When my kids rebel, I forget what it was like to feel completely powerless in life—to eat when others told me to eat, to sleep at the dictated time, to be forced to spend my day in this school and to complete that homework.
I forget that feeling, and instead of trying to recall it, I fume about disrespect and fret about what kind of people they will become. And I respond to their rebellion with more domination. But it never works.
And the forgetting doesn’t stop there.
We forget what it was like to have our most prized possession destroyed or lost or taken away. We forget how it felt to have everyone stare at us when the teacher singled us out. Or how strange it was for our body to be changing in all sorts of unpredictable ways. Or how chaotic it felt to have only the most meager sense of identity and then be thrown into the boiling cauldron of high school. Or how much more important friends were than family. Or how terrifying it was to finally graduate college and then wonder, “Now what?”
We forget all of it.
And if we forget, how can we ever find a place of empathy? How can we ever come to a place of understanding from which to connect and lead our children? If we don’t remember—if we don’t seek that childhood-place in our own hearts—I think we abdicate our role as family leaders.

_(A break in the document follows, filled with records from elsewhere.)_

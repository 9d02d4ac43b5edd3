//! Cambridge: the city lists solicitations on an OpenGov procurement
//! portal whose JSON API serves the same data the JS front end renders.

use async_trait::async_trait;
use munibid_core::{City, RawRecord};
use munibid_storage::HttpFetcher;
use serde::Deserialize;

use crate::html::absolutize;
use crate::{AdapterError, SourceAdapter};

const PORTAL_BASE: &str = "https://procurement.opengov.com";
const API_URL: &str =
    "https://procurement.opengov.com/api/procurements?portal_slug=cambridgema&sort_by=closing_date&status=open";

// The portal returns an empty body to clients that do not look like the
// front end, so the request carries its headers.
const BROWSER_HEADERS: [(&str, &str); 3] = [
    (
        "User-Agent",
        "Mozilla/5.0 (Macintosh; Intel Mac OS X 10_15_7) AppleWebKit/537.36 (KHTML, like Gecko) Chrome/113.0.0.0 Safari/537.36",
    ),
    ("Accept", "application/json, text/plain, */*"),
    ("Referer", "https://procurement.opengov.com/portal/cambridgema"),
];

#[derive(Debug, Clone, Deserialize)]
pub struct ProcurementsResponse {
    #[serde(default)]
    pub data: Vec<ProcurementItem>,
}

#[derive(Debug, Clone, Deserialize)]
pub struct ProcurementItem {
    #[serde(default)]
    pub attributes: ProcurementAttributes,
}

#[derive(Debug, Clone, Default, Deserialize)]
pub struct ProcurementAttributes {
    pub title: Option<String>,
    pub department: Option<String>,
    pub closing_date: Option<String>,
    pub public_url: Option<String>,
    pub status: Option<String>,
}

#[derive(Debug, Default)]
pub struct CambridgeAdapter;

#[async_trait]
impl SourceAdapter for CambridgeAdapter {
    fn source_id(&self) -> &'static str {
        "cambridge"
    }

    fn city(&self) -> City {
        City::Cambridge
    }

    fn source_type(&self) -> &'static str {
        "Open Bids"
    }

    async fn scrape(&self, http: &HttpFetcher) -> Result<Vec<RawRecord>, AdapterError> {
        let response: ProcurementsResponse = http
            .get_json(self.source_id(), API_URL, &BROWSER_HEADERS)
            .await?;
        Ok(records_from_response(response))
    }
}

pub fn records_from_response(response: ProcurementsResponse) -> Vec<RawRecord> {
    let mut records = Vec::new();
    for item in response.data {
        let attributes = item.attributes;
        let Some(title) = attributes.title.map(|t| t.trim().to_string()).filter(|t| !t.is_empty())
        else {
            continue;
        };
        records.push(RawRecord {
            title,
            department: attributes.department,
            due_date: attributes.closing_date,
            source_status: attributes.status,
            source_url: attributes.public_url.map(|p| absolutize(PORTAL_BASE, &p)),
            ..RawRecord::default()
        });
    }
    records
}

#[cfg(test)]
mod tests {
    use super::*;

    const API_FIXTURE: &str = r#"{
        "data": [
            {
                "attributes": {
                    "title": "Citywide Elevator Maintenance",
                    "department": "Public Works",
                    "closing_date": "2025-07-09T14:00:00-04:00",
                    "public_url": "/portal/cambridgema/projects/123",
                    "status": "open"
                }
            },
            {
                "attributes": {
                    "title": "   ",
                    "closing_date": null
                }
            },
            {
                "attributes": {
                    "title": "Water Meter Replacement Program"
                }
            }
        ]
    }"#;

    #[test]
    fn api_rows_map_onto_raw_records() {
        let response: ProcurementsResponse = serde_json::from_str(API_FIXTURE).unwrap();
        let records = records_from_response(response);
        assert_eq!(records.len(), 2);

        let first = &records[0];
        assert_eq!(first.title, "Citywide Elevator Maintenance");
        assert_eq!(first.department.as_deref(), Some("Public Works"));
        assert_eq!(first.due_date.as_deref(), Some("2025-07-09T14:00:00-04:00"));
        assert_eq!(first.source_status.as_deref(), Some("open"));
        assert_eq!(
            first.source_url.as_deref(),
            Some("https://procurement.opengov.com/portal/cambridgema/projects/123")
        );

        let second = &records[1];
        assert_eq!(second.title, "Water Meter Replacement Program");
        assert_eq!(second.due_date, None);
        assert_eq!(second.source_status, None);
    }

    #[test]
    fn empty_payload_means_an_empty_table() {
        let response: ProcurementsResponse = serde_json::from_str(r#"{"data": []}"#).unwrap();
        assert!(records_from_response(response).is_empty());
        let missing: ProcurementsResponse = serde_json::from_str("{}").unwrap();
        assert!(records_from_response(missing).is_empty());
    }
}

I have a friend who says that comedians are the truth-tellers. I think Brian Regan tells us the truth about how we forget:
If we want to lead our children, we must first find the place of a child in our own hearts. But how do we do this?
- Ask. Instead of telling our kids what they should do and feel, we can ask. Take them out for hot chocolate and a conversation. No guidance or instruction from you. Just listen.
- Remember. Find a memory in your own heart. Not a memory of a similar situation, but an experience of a similar feeling. Stay there, don’t run from it. Attend to the feeling, recall the setting. The sights, sounds, smells. Journal about it. Immerse yourself in what it was like.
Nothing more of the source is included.